New reports show that the missing critical five months of text messages between the two top level FBI employees, one of which had to be transferred off of special counsel Robert Mueller's team after anti-Trump and pro-Clinton texts were revealed by the Office of the Inspector General, who has been running a year-long investigation into the actions of the FBI and DOJ during the Clinton private server/email investigation, have been recovered according to Inspector General Michael Horowitz.
Via Breitbart we see Horowitz notified Homeland Security & Governmental Affairs Committee Chairman Ron Johnson and Senate Judiciary Committee Chairman Chuck Grassley, to inform them of the recovery:
The OIG has been investigating this matter and, this week, succeeded in using forensic tools to recover text messages from FBI devices, including text messages between Mr. Strzok and Ms. Page that were sent or received between December 14, 2016, and May 17, 2017.
As has been reported previously, the "coincidence" of those specific five months of texts having gone missing, with dates ranging from shortly after the presidential election to the exact day Robert Mueller was appointed as special counsel of the Russia investigation, was highly suspect to members of congressional oversight committees.

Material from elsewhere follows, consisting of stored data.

//! photodupe - photo library deduplication.
//!
//! Finds byte-identical files (SHA-256), visually similar images (pHash) and
//! matching videos (sampled frame histograms), keeps the largest file of
//! each group and deletes, trashes or moves the others. Every destructive
//! action can be logged to CSV and reversed with a generated script.
//!
//! The library entry points are [`duplicates::DuplicateFinder`] and
//! [`actions::resolve`]; [`run_app`] wires them to the command line.

pub mod actions;
pub mod cli;
pub mod config;
pub mod duplicates;
pub mod error;
pub mod logging;
pub mod output;
pub mod progress;
pub mod scanner;
pub mod signal;

use std::fs::File;
use std::io::{BufWriter, Write};
use std::path::Path;
use std::sync::Arc;

use anyhow::Context;
use bytesize::ByteSize;
use yansi::Paint;

use crate::actions::{resolve, RemovalReport, ResolutionMode};
use crate::cli::{Cli, Commands, DedupArgs, OutputFormat, RecoveryScriptArgs};
use crate::config::Config;
use crate::duplicates::{DuplicateFinder, DuplicateGroup, ScanSummary};
use crate::error::ExitCode;
use crate::output::{
    CsvOperationLog, JsonOutput, MemoryOperationLog, Operation, OperationSink, RecoveryScript,
    ScriptType,
};
use crate::progress::Progress;

/// Run the application for parsed command-line arguments.
///
/// # Errors
///
/// Returns an error for invalid configuration, an unreadable target, an
/// interrupted scan ([`duplicates::FinderError::Interrupted`]) or failed
/// output. Per-file failures are not errors; they show up in the exit code.
pub fn run_app(cli: Cli) -> anyhow::Result<ExitCode> {
    logging::init_logging(cli.verbose, cli.quiet);
    if cli.no_color {
        yansi::disable();
    }

    match cli.command {
        Commands::Dedup(ref args) => run_dedup(&cli, args),
        Commands::RecoveryScript(ref args) => run_recovery_script(args),
    }
}

fn run_dedup(cli: &Cli, args: &DedupArgs) -> anyhow::Result<ExitCode> {
    let mut config =
        Config::load(cli.config.as_deref()).context("Failed to load configuration")?;
    config.apply_cli(args);
    config.validate()?;

    let resolve_config = config.resolve_config()?;
    resolve_config.validate()?;

    let handler = signal::install_handler()?;
    let quiet = cli.quiet || args.output == OutputFormat::Json;
    let progress = Arc::new(Progress::new(quiet));

    let finder_config = config
        .finder_config()
        .with_shutdown_flag(handler.get_flag())
        .with_progress_callback(progress.clone());
    let finder = DuplicateFinder::with_defaults(finder_config);

    let (groups, summary) = finder.find_duplicates(&args.path)?;

    let csv_log = match config.operation_log {
        Some(ref path) if !resolve_config.dry_run => Some(
            CsvOperationLog::create(path)
                .with_context(|| format!("Failed to open operation log {}", path.display()))?,
        ),
        _ => None,
    };
    let memory_log = MemoryOperationLog::new();
    let sink: &dyn OperationSink = match csv_log {
        Some(ref log) => log,
        None => &memory_log,
    };

    let report = resolve(&groups, &resolve_config, Some(sink), Some(progress.as_ref()));

    let operations = match csv_log {
        Some(ref log) => log.session_operations(),
        None => memory_log.into_operations(),
    };

    if let Some(ref path) = args.recovery_script {
        if resolve_config.dry_run {
            log::warn!("Dry run: no recovery script written");
        } else {
            write_recovery_script(path, &operations, ScriptType::detect())?;
        }
    }

    let problems = summary.skipped_files() + summary.scan_errors + report.failure_count();
    let exit_code = ExitCode::for_outcome(groups.len(), problems);

    match args.output {
        OutputFormat::Json => {
            let output = JsonOutput::new(&groups, &summary, exit_code)
                .with_report(&report, &resolve_config.mode);
            output.write_to(&mut std::io::stdout().lock(), true)?;
        }
        OutputFormat::Text if !cli.quiet => {
            print_text(&groups, &summary, &report, &resolve_config.mode);
        }
        OutputFormat::Text => {}
    }

    Ok(exit_code)
}

fn run_recovery_script(args: &RecoveryScriptArgs) -> anyhow::Result<ExitCode> {
    let operations = CsvOperationLog::read(&args.log)
        .with_context(|| format!("Failed to read operation log {}", args.log.display()))?;
    let script_type = args.shell.map_or_else(ScriptType::detect, ScriptType::from);

    match args.output {
        Some(ref path) => write_recovery_script(path, &operations, script_type)?,
        None => {
            let mut stdout = std::io::stdout().lock();
            RecoveryScript::new(&operations, script_type).write_to(&mut stdout)?;
        }
    }
    Ok(ExitCode::Success)
}

fn write_recovery_script(
    path: &Path,
    operations: &[Operation],
    script_type: ScriptType,
) -> anyhow::Result<()> {
    let script = RecoveryScript::new(operations, script_type);
    let file = File::create(path)
        .with_context(|| format!("Failed to create recovery script {}", path.display()))?;
    let mut writer = BufWriter::new(file);
    script.write_to(&mut writer)?;
    writer.flush()?;

    #[cfg(unix)]
    {
        use std::os::unix::fs::PermissionsExt;
        std::fs::set_permissions(path, std::fs::Permissions::from_mode(0o755))?;
    }

    log::info!(
        "Recovery script written to {} ({} moves reversible)",
        path.display(),
        script.reversible_count()
    );
    Ok(())
}

fn print_text(
    groups: &[DuplicateGroup],
    summary: &ScanSummary,
    report: &RemovalReport,
    mode: &ResolutionMode,
) {
    let action = if report.dry_run { "would " } else { "" };

    for group in groups {
        println!(
            "{} {} {}",
            "keep".green().bold(),
            format!("[{}]", group.kind).cyan(),
            group.original.path.display()
        );
        for duplicate in &group.duplicates {
            println!(
                "  {}{} {} ({})",
                action.dim(),
                mode.name().red(),
                duplicate.path.display(),
                ByteSize(duplicate.size())
            );
        }
    }
    if !groups.is_empty() {
        println!();
    }

    println!(
        "{} {} files ({} images, {} videos), {}",
        "Scanned".bold(),
        summary.total_files,
        summary.images,
        summary.videos,
        summary.total_size_display()
    );
    println!(
        "  exact: {} groups, perceptual: {} groups, video: {} groups",
        summary.exact.groups, summary.perceptual.groups, summary.video.groups
    );
    println!(
        "  {} duplicate files in {} groups, {} reclaimable ({:.1}%)",
        summary.duplicate_files,
        summary.duplicate_groups,
        summary.reclaimable_display(),
        summary.wasted_percentage()
    );
    for reason in &summary.skipped_passes {
        println!("  {} {}", "skipped pass:".yellow(), reason);
    }
    if summary.skipped_files() > 0 || summary.scan_errors > 0 {
        println!(
            "  {} {} unreadable files, {} walk errors",
            "warning:".yellow(),
            summary.skipped_files(),
            summary.scan_errors
        );
    }

    if report.dry_run {
        println!(
            "{} would {} {} files, freeing {}",
            "Dry run:".bold(),
            mode.name(),
            report.files_acted_on,
            ByteSize(report.bytes_recovered)
        );
    } else {
        println!(
            "{} {} files, recovered {}",
            mode.verb().bold(),
            report.files_acted_on,
            ByteSize(report.bytes_recovered)
        );
    }
    for failure in &report.failures {
        println!(
            "  {} {}: {}",
            "failed:".red(),
            failure.path.display(),
            failure.message
        );
    }
    if report.unlogged > 0 {
        println!(
            "  {} {} actions missing from the operation log",
            "warning:".yellow(),
            report.unlogged
        );
    }
}
//! Scanner module for file discovery, classification and fingerprinting.
//!
//! This module provides functionality for:
//! - Parallel directory walking using jwalk
//! - Classifying files into images, videos and other files by extension
//! - Exact content digests with SHA-256
//! - Perceptual image hashes
//! - Video frame sampling through ffmpeg
//!
//! # Architecture
//!
//! The scanner is divided into submodules:
//! - [`walker`]: Directory traversal producing a [`ClassifiedFiles`] listing
//! - [`hasher`]: SHA-256 file hashing (streaming)
//! - [`perceptual`]: 64-bit perceptual hashes behind the [`ImageDecoder`] trait
//! - [`video`]: Frame counts and frame grabs behind the [`VideoFrameSampler`] trait
//!
//! # Example
//!
//! ```no_run
//! use photodupe::scanner::{Walker, WalkerConfig};
//! use std::path::Path;
//!
//! let walker = Walker::new(Path::new("."), WalkerConfig::default());
//! let (files, errors) = walker.classify();
//! println!(
//!     "{} images, {} videos, {} other files ({} errors)",
//!     files.images.len(),
//!     files.videos.len(),
//!     files.other.len(),
//!     errors.len()
//! );
//! ```

pub mod hasher;
pub mod perceptual;
pub mod video;
pub mod walker;

use std::cmp::Ordering;
use std::hash::Hash;
use std::path::{Path, PathBuf};
use std::sync::OnceLock;

// Re-export main types
pub use hasher::{ExactDigest, Hasher};
pub use perceptual::{ImageCrateDecoder, ImageDecoder, PerceptualError, PerceptualHash};
pub use video::{video_profile, FfmpegSampler, VideoError, VideoFrameSampler, VideoProfile};
pub use walker::Walker;

/// File extensions treated as images (lowercase, without the dot).
pub const IMAGE_EXTENSIONS: &[&str] = &[
    "jpg", "jpeg", "png", "gif", "bmp", "tiff", "tif", "heic", "webp",
];

/// File extensions treated as videos (lowercase, without the dot).
pub const VIDEO_EXTENSIONS: &[&str] = &["mp4", "mov", "avi", "mkv", "wmv", "m4v", "3gp"];

/// A discovered file: its path plus a lazily read size.
///
/// Identity, ordering and hashing only consider the path. The size is read
/// from the filesystem the first time it is requested and cached for the
/// rest of the run; a failed metadata read yields 0.
#[derive(Debug, Clone)]
pub struct FileRecord {
    /// Path to the file
    pub path: PathBuf,
    size: OnceLock<u64>,
}

impl FileRecord {
    /// Create a record whose size is read lazily.
    #[must_use]
    pub fn new(path: impl Into<PathBuf>) -> Self {
        Self {
            path: path.into(),
            size: OnceLock::new(),
        }
    }

    /// Create a record with a known size (no filesystem access for the size).
    #[must_use]
    pub fn with_size(path: impl Into<PathBuf>, size: u64) -> Self {
        let size_cell = OnceLock::new();
        let _ = size_cell.set(size);
        Self {
            path: path.into(),
            size: size_cell,
        }
    }

    /// File size in bytes.
    #[must_use]
    pub fn size(&self) -> u64 {
        *self.size.get_or_init(|| match std::fs::metadata(&self.path) {
            Ok(metadata) => metadata.len(),
            Err(e) => {
                log::debug!("Cannot read size of {}: {}", self.path.display(), e);
                0
            }
        })
    }

    /// The media kind implied by this file's extension.
    #[must_use]
    pub fn kind(&self) -> MediaKind {
        MediaKind::from_path(&self.path)
    }
}

impl PartialEq for FileRecord {
    fn eq(&self, other: &Self) -> bool {
        self.path == other.path
    }
}

impl Eq for FileRecord {}

impl Hash for FileRecord {
    fn hash<H: std::hash::Hasher>(&self, state: &mut H) {
        self.path.hash(state);
    }
}

impl PartialOrd for FileRecord {
    fn partial_cmp(&self, other: &Self) -> Option<Ordering> {
        Some(self.cmp(other))
    }
}

impl Ord for FileRecord {
    fn cmp(&self, other: &Self) -> Ordering {
        self.path.cmp(&other.path)
    }
}

/// Broad media category of a file, keyed on its extension.
#[derive(Debug, Clone, Copy, PartialEq, Eq, Hash)]
pub enum MediaKind {
    /// Still image (jpg, png, heic, ...)
    Image,
    /// Video container (mp4, mov, ...)
    Video,
    /// Anything else
    Other,
}

impl MediaKind {
    /// Classify a path by its (case-insensitive) extension.
    #[must_use]
    pub fn from_path(path: &Path) -> Self {
        let extension = path
            .extension()
            .and_then(|s| s.to_str())
            .map(str::to_lowercase)
            .unwrap_or_default();

        if IMAGE_EXTENSIONS.contains(&extension.as_str()) {
            Self::Image
        } else if VIDEO_EXTENSIONS.contains(&extension.as_str()) {
            Self::Video
        } else {
            Self::Other
        }
    }
}

/// Three disjoint file lists produced by a directory scan.
#[derive(Debug, Clone, Default)]
pub struct ClassifiedFiles {
    /// Image files
    pub images: Vec<FileRecord>,
    /// Video files
    pub videos: Vec<FileRecord>,
    /// Every other file
    pub other: Vec<FileRecord>,
}

impl ClassifiedFiles {
    /// Sort records into the three lists by extension.
    ///
    /// # Example
    ///
    /// ```
    /// use photodupe::scanner::{ClassifiedFiles, FileRecord};
    ///
    /// let files = ClassifiedFiles::classify(vec![
    ///     FileRecord::with_size("/a.JPG", 10),
    ///     FileRecord::with_size("/b.mp4", 10),
    ///     FileRecord::with_size("/c.txt", 10),
    /// ]);
    /// assert_eq!(files.images.len(), 1);
    /// assert_eq!(files.videos.len(), 1);
    /// assert_eq!(files.other.len(), 1);
    /// ```
    #[must_use]
    pub fn classify(records: impl IntoIterator<Item = FileRecord>) -> Self {
        let mut files = Self::default();
        for record in records {
            files.push(record);
        }
        files
    }

    /// Add one record to the list matching its extension.
    pub fn push(&mut self, record: FileRecord) {
        match record.kind() {
            MediaKind::Image => self.images.push(record),
            MediaKind::Video => self.videos.push(record),
            MediaKind::Other => self.other.push(record),
        }
    }

    /// Total number of files across all three lists.
    #[must_use]
    pub fn len(&self) -> usize {
        self.images.len() + self.videos.len() + self.other.len()
    }

    /// Check if no files were classified.
    #[must_use]
    pub fn is_empty(&self) -> bool {
        self.len() == 0
    }

    /// Iterate over every record (images, then videos, then other).
    pub fn iter(&self) -> impl Iterator<Item = &FileRecord> {
        self.images
            .iter()
            .chain(self.videos.iter())
            .chain(self.other.iter())
    }

    /// Sum of all file sizes.
    #[must_use]
    pub fn total_size(&self) -> u64 {
        self.iter().map(FileRecord::size).sum()
    }
}

/// Configuration for directory walking.
#[derive(Debug, Clone, Default)]
pub struct WalkerConfig {
    /// Follow symbolic links during traversal.
    /// Warning: May cause infinite loops with symlink cycles.
    pub follow_symlinks: bool,

    /// Skip hidden files and directories (names starting with `.`).
    pub skip_hidden: bool,

    /// Directories never descended into (e.g. the duplicates folder).
    pub exclude_dirs: Vec<PathBuf>,
}

/// Errors that can occur during directory scanning.
#[derive(thiserror::Error, Debug)]
pub enum ScanError {
    /// Permission was denied when accessing a file or directory.
    #[error("Permission denied: {0}")]
    PermissionDenied(PathBuf),

    /// The specified path was not found.
    #[error("Path not found: {0}")]
    NotFound(PathBuf),

    /// The specified path is not a directory.
    #[error("Not a directory: {0}")]
    NotADirectory(PathBuf),

    /// An I/O error occurred while accessing a file.
    #[error("I/O error for {path}: {source}")]
    Io {
        /// Path where the error occurred
        path: PathBuf,
        /// The underlying I/O error
        #[source]
        source: std::io::Error,
    },
}

/// Errors that can occur during file hashing.
#[derive(thiserror::Error, Debug)]
pub enum HashError {
    /// The specified file was not found.
    #[error("File not found: {0}")]
    NotFound(PathBuf),

    /// Permission was denied when reading the file.
    #[error("Permission denied: {0}")]
    PermissionDenied(PathBuf),

    /// Hashing stopped because shutdown was requested.
    #[error("Hashing interrupted: {0}")]
    Interrupted(PathBuf),

    /// An I/O error occurred while reading the file.
    #[error("I/O error for {path}: {source}")]
    Io {
        /// Path where the error occurred
        path: PathBuf,
        /// The underlying I/O error
        #[source]
        source: std::io::Error,
    },
}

Previous text messages included references to "fixing" the Clinton investigation, a "secret society," which the MSM is claiming was a "joking" reference, but which Senator Ron Johnson says an "informant" has confirmed the existence of, and stating the whistleblower has also revealed "secret meetings off-site," of the referenced "society" of agents. Other high profile texts previously released from before the 2016 presidential election, spoke of an "insurance policy" in the event that Donald Trump won.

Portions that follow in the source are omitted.